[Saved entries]
____

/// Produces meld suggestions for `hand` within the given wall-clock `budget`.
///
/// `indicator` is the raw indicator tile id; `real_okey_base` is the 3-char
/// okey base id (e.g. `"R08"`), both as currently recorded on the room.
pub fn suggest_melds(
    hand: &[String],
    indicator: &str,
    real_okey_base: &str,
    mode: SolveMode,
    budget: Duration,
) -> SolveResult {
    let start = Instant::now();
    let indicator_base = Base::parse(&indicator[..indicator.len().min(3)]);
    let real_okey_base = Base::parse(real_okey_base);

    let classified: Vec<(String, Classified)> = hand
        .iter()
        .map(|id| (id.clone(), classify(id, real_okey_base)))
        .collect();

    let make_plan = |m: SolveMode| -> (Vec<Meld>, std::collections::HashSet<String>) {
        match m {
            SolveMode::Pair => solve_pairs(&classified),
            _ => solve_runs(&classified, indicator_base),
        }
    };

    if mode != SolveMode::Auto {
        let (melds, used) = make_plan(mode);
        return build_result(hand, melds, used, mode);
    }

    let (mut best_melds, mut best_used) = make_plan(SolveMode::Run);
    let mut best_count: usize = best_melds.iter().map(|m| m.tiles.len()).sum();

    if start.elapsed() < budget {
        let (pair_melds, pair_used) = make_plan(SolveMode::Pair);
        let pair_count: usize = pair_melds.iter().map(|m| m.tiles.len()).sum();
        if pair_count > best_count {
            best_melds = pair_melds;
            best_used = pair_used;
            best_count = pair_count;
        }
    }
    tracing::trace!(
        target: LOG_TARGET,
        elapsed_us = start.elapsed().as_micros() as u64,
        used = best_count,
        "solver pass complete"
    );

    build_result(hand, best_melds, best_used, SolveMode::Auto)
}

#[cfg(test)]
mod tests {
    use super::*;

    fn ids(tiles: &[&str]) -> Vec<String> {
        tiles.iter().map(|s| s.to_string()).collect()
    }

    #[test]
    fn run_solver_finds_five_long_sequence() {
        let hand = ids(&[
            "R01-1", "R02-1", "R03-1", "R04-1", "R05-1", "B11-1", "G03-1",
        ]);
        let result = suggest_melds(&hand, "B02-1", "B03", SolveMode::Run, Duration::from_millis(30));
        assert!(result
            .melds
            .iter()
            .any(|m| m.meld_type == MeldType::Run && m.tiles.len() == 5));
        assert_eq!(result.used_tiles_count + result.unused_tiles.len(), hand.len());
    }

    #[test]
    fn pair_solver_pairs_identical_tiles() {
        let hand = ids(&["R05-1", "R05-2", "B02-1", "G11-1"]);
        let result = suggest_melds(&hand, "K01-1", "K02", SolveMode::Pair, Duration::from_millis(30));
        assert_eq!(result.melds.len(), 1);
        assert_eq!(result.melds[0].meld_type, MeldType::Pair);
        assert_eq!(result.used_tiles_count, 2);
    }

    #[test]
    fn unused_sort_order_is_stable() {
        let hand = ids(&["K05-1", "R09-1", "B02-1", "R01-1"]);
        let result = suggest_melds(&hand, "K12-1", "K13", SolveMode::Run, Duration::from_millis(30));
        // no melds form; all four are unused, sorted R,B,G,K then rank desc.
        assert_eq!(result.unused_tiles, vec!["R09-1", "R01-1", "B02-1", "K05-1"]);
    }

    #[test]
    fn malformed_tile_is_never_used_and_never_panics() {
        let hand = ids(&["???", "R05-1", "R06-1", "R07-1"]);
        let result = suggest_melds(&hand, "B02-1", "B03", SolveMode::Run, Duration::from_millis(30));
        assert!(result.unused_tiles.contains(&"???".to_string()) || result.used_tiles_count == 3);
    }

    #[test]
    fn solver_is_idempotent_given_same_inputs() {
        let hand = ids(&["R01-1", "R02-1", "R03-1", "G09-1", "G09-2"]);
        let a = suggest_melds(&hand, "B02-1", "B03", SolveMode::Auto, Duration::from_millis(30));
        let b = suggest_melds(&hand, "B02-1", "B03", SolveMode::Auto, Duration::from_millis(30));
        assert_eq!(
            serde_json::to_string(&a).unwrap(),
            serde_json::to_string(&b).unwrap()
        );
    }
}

____

#### Task details:
In the lines above, find the word "iter" and copy each line that contains it.

#### Expected output:
        .iter()
    let mut best_count: usize = best_melds.iter().map(|m| m.tiles.len()).sum();
        let pair_count: usize = pair_melds.iter().map(|m| m.tiles.len()).sum();
        tiles.iter().map(|s| s.to_string()).collect()
            .iter()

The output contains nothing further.